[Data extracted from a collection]

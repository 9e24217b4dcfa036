//! Configuration management for the Shortly CLI and SDK

use config::{Config, Environment, File};
use serde::{Deserialize, Serialize};
use std::path::{Path, PathBuf};
use tokio::fs;

use crate::error::{Result, ShortlyError};

/// Path prefix the same-origin rewrite proxy strips before forwarding
pub const API_PREFIX: &str = "/api";

fn default_endpoint() -> String {
    "https://api.shortly.app/api".to_string()
}

fn default_origin() -> String {
    "http://localhost:3000".to_string()
}

fn default_timeout() -> u64 {
    30
}

/// Credential storage configuration
#[derive(Debug, Clone, Deserialize, Serialize, Default)]
pub struct CredentialStorageConfig {
    #[serde(default)]
    pub enabled: bool,
    pub storage_path: Option<String>,
}

/// Client configuration
///
/// `base_url` empty means proxy mode: request paths get the [`API_PREFIX`]
/// and are served by the same-origin host in `origin`, mirroring a
/// deployment where the web front-end rewrites `/api/*` to the backend.
#[derive(Debug, Clone, Deserialize, Serialize)]
pub struct ClientConfig {
    #[serde(default)]
    pub base_url: String,
    #[serde(default = "default_origin")]
    pub origin: String,
    #[serde(default = "default_timeout")]
    pub timeout: u64,
    #[serde(default)]
    pub verbose: bool,
    #[serde(default)]
    pub credential_storage: CredentialStorageConfig,
}

impl Default for ClientConfig {
    fn default() -> Self {
        Self {
            base_url: default_endpoint(),
            origin: default_origin(),
            timeout: default_timeout(),
            verbose: false,
            credential_storage: CredentialStorageConfig::default(),
        }
    }
}

impl ClientConfig {
    pub fn new() -> Result<Self> {
        Self::from_file_and_env::<&str>(None)
    }

    pub fn builder() -> ClientConfigBuilder {
        ClientConfigBuilder::new()
    }

    /// Layer defaults, an optional config file, and `SHORTLY_*` environment
    /// variables (highest precedence)
    pub fn from_file_and_env<P: AsRef<Path>>(config_file: Option<P>) -> Result<Self> {
        let mut builder = Config::builder()
            .set_default("base_url", default_endpoint())?
            .set_default("origin", default_origin())?
            .set_default("timeout", 30)?
            .set_default("verbose", false)?;

        if let Some(config_path) = config_file {
            if config_path.as_ref().exists() {
                builder = builder.add_source(File::from(config_path.as_ref()));
            }
        }
        builder = builder.add_source(Environment::with_prefix("SHORTLY").try_parsing(true));

        let config = builder.build()?;
        Ok(config.try_deserialize()?)
    }

    pub fn validate(&self) -> Result<()> {
        if !self.base_url.is_empty()
            && !self.base_url.starts_with("http://")
            && !self.base_url.starts_with("https://")
        {
            return Err(ShortlyError::invalid_endpoint(format!(
                "Base URL must be absolute or empty for proxy mode: {}",
                self.base_url
            )));
        }
        if self.is_proxy_mode() && self.origin.is_empty() {
            return Err(ShortlyError::invalid_endpoint(
                "Proxy mode requires an origin",
            ));
        }
        if self.timeout == 0 {
            return Err(ShortlyError::invalid_input("Timeout cannot be zero"));
        }
        Ok(())
    }

    /// No configured API host; paths are rewritten by the same-origin proxy
    pub fn is_proxy_mode(&self) -> bool {
        self.base_url.is_empty()
    }

    /// Path-level resolution: a configured base URL is prepended verbatim,
    /// proxy mode enforces the API prefix and leaves the path root-relative
    pub fn resolve_path(&self, path: &str) -> String {
        if !self.base_url.is_empty() {
            format!("{}{}", self.base_url.trim_end_matches('/'), path)
        } else if path.starts_with(API_PREFIX) {
            path.to_string()
        } else {
            format!("{}{}", API_PREFIX, path)
        }
    }

    /// Absolute URL for one request; proxy-mode paths are served by `origin`
    pub fn request_url(&self, path: &str) -> String {
        let resolved = self.resolve_path(path);
        if resolved.starts_with("http://") || resolved.starts_with("https://") {
            resolved
        } else {
            format!("{}{}", self.origin.trim_end_matches('/'), resolved)
        }
    }
}

/// Builder for ClientConfig
#[derive(Debug, Default)]
pub struct ClientConfigBuilder {
    base_url: Option<String>,
    origin: Option<String>,
    timeout: Option<u64>,
    verbose: Option<bool>,
    credential_storage: Option<CredentialStorageConfig>,
    config_file: Option<PathBuf>,
}

impl ClientConfigBuilder {
    pub fn new() -> Self {
        Self::default()
    }

    pub fn base_url<S: Into<String>>(mut self, base_url: S) -> Self {
        self.base_url = Some(base_url.into());
        self
    }

    pub fn origin<S: Into<String>>(mut self, origin: S) -> Self {
        self.origin = Some(origin.into());
        self
    }

    pub fn timeout(mut self, timeout: u64) -> Self {
        self.timeout = Some(timeout);
        self
    }

    pub fn verbose(mut self, verbose: bool) -> Self {
        self.verbose = Some(verbose);
        self
    }

    pub fn credential_storage(mut self, credential_storage: CredentialStorageConfig) -> Self {
        self.credential_storage = Some(credential_storage);
        self
    }

    pub fn config_file<P: AsRef<Path>>(mut self, path: P) -> Self {
        self.config_file = Some(path.as_ref().to_path_buf());
        self
    }

    pub fn build(self) -> Result<ClientConfig> {
        let mut config = ClientConfig::from_file_and_env(self.config_file.as_deref())?;

        if let Some(base_url) = self.base_url {
            config.base_url = base_url;
        }
        if let Some(origin) = self.origin {
            config.origin = origin;
        }
        if let Some(timeout) = self.timeout {
            config.timeout = timeout;
        }
        if let Some(verbose) = self.verbose {
            config.verbose = verbose;
        }
        if let Some(credential_storage) = self.credential_storage {
            config.credential_storage = credential_storage;
        }

        config.validate()?;
        Ok(config)
    }
}

/// Settings persisted by the CLI between invocations
#[derive(Debug, Clone, Serialize, Deserialize)]
pub struct CliConfig {
    pub endpoint: String,
    pub timeout: u64,
    pub verbose: bool,
    pub storage_dir: PathBuf,
    pub credential_storage_enabled: bool,
}

impl Default for CliConfig {
    fn default() -> Self {
        Self {
            endpoint: default_endpoint(),
            timeout: default_timeout(),
            verbose: false,
            storage_dir: default_storage_dir(),
            credential_storage_enabled: true,
        }
    }
}

impl CliConfig {
    pub async fn load(config_path: Option<&Path>) -> Result<Self> {
        let config_file = match config_path {
            Some(path) => path.to_path_buf(),
            None => default_config_path(),
        };

        if config_file.exists() {
            let content = fs::read_to_string(&config_file).await?;

            match serde_json::from_str::<Self>(&content) {
                Ok(config) => Ok(config),
                Err(_) => {
                    // Unreadable config is replaced rather than fatal.
                    let config = Self::default();
                    config.save(&config_file).await?;
                    Ok(config)
                }
            }
        } else {
            let config = Self::default();
            config.save(&config_file).await?;
            Ok(config)
        }
    }

    pub async fn save(&self, config_path: &Path) -> Result<()> {
        if let Some(parent) = config_path.parent() {
            fs::create_dir_all(parent).await?;
        }

        let content = serde_json::to_string_pretty(self)?;
        fs::write(config_path, content).await?;
        Ok(())
    }

    /// SDK configuration backing this CLI profile
    pub fn to_client_config(&self) -> Result<ClientConfig> {
        let mut builder = ClientConfig::builder()
            .base_url(self.endpoint.clone())
            .timeout(self.timeout)
            .verbose(self.verbose);

        if self.credential_storage_enabled {
            let credential_path = self.storage_dir.join("credentials.json");
            builder = builder.credential_storage(CredentialStorageConfig {
                enabled: true,
                storage_path: Some(credential_path.to_string_lossy().to_string()),
            });
        }

        builder.build()
    }
}

pub fn default_config_dir() -> PathBuf {
    dirs::config_dir()
        .unwrap_or_else(|| PathBuf::from("."))
        .join("shortly")
}

pub fn default_config_path() -> PathBuf {
    default_config_dir().join("config.json")
}

pub fn default_storage_dir() -> PathBuf {
    dirs::data_dir()
        .unwrap_or_else(|| PathBuf::from("."))
        .join("shortly")
}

> [WORK TO BE COMPLETED]
Copy out every line in the entries above that holds "https".

> [FINISHED TASK]
    "https://api.shortly.app/api".to_string()
            && !self.base_url.starts_with("https://")
        if resolved.starts_with("http://") || resolved.starts_with("https://") {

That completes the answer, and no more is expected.